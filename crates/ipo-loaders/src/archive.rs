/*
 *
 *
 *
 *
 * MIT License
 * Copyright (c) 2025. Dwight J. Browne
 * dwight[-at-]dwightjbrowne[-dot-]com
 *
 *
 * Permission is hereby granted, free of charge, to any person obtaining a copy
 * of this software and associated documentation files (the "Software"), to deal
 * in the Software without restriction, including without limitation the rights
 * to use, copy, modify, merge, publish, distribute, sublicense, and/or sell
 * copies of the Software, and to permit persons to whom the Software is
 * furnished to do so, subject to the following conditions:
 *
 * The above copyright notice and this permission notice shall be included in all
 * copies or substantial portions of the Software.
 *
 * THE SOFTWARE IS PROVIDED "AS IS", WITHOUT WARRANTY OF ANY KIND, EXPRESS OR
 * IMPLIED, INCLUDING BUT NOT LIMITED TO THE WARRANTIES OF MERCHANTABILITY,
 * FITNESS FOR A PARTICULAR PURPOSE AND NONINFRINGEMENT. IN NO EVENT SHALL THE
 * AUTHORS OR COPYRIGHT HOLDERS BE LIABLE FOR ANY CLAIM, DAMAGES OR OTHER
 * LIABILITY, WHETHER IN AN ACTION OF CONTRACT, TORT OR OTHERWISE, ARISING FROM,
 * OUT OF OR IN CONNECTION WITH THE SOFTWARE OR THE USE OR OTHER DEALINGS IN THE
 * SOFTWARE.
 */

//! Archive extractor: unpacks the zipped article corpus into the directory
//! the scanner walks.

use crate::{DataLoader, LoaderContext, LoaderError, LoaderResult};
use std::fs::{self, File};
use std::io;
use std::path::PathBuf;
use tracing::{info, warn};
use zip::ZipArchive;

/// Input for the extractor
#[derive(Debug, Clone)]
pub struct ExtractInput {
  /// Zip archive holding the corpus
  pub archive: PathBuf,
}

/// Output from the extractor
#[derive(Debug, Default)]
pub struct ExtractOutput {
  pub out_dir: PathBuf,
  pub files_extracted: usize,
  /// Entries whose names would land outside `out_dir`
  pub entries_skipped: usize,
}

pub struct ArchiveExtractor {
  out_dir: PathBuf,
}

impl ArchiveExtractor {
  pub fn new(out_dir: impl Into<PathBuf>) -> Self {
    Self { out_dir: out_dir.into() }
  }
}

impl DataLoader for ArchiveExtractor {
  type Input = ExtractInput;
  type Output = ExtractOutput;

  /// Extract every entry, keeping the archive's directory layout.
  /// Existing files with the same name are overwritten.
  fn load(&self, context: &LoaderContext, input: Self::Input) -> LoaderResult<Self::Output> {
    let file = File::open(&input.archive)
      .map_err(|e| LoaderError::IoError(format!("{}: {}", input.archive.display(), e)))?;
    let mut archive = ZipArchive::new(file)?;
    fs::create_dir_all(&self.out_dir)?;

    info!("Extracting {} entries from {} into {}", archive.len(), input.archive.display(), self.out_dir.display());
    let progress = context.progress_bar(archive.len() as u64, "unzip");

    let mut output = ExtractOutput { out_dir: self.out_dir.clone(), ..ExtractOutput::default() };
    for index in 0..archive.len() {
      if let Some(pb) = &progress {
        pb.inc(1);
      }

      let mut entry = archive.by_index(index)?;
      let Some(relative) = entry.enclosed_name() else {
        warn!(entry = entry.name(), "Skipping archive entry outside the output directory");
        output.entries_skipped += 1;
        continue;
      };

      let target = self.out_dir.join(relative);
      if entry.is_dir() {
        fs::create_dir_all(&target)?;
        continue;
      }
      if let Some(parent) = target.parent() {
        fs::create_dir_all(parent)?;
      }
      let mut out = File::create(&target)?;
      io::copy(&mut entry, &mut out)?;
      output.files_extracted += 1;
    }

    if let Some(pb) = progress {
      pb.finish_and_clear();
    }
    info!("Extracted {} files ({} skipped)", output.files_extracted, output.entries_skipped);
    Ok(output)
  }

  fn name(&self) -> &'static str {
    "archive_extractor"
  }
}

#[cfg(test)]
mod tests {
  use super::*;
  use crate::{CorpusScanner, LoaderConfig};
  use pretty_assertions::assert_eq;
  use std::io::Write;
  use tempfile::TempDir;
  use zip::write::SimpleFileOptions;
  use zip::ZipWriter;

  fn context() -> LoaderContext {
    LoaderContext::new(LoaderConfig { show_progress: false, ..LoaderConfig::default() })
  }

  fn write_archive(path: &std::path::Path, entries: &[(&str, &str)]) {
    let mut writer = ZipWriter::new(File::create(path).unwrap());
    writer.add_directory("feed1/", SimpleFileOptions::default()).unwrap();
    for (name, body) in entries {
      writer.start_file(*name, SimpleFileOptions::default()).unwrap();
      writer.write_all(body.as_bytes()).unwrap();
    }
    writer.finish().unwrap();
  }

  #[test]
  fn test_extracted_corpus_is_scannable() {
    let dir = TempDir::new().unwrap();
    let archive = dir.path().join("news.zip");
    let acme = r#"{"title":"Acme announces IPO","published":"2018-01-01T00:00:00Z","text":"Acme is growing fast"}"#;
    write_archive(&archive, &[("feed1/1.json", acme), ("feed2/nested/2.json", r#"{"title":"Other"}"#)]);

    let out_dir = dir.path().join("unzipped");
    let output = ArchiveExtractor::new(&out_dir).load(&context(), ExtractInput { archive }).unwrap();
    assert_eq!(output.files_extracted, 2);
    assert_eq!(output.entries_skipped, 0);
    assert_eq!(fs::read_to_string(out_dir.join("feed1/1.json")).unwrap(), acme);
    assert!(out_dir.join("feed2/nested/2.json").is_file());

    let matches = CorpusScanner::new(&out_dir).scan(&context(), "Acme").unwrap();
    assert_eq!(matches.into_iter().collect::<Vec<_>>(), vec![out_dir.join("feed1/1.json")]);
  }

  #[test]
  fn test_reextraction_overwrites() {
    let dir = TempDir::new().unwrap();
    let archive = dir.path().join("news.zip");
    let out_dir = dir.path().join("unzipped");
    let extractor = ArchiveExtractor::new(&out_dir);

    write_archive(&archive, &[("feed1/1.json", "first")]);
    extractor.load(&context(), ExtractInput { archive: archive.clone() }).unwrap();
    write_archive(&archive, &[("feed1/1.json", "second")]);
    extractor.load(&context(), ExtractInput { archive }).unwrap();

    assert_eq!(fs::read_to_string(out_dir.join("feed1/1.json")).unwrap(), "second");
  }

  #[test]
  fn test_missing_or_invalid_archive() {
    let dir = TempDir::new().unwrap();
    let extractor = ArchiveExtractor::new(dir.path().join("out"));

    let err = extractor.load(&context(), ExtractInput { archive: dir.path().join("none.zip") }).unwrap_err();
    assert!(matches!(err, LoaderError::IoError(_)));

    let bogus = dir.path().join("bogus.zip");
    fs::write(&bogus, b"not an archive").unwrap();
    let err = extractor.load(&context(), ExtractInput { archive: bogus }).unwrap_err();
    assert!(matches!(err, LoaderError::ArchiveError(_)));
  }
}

Task prompt — Wherever the string "LoaderConfig" occurs in a line of the listing above, count that line, and report only the total.

Exercise solution — 2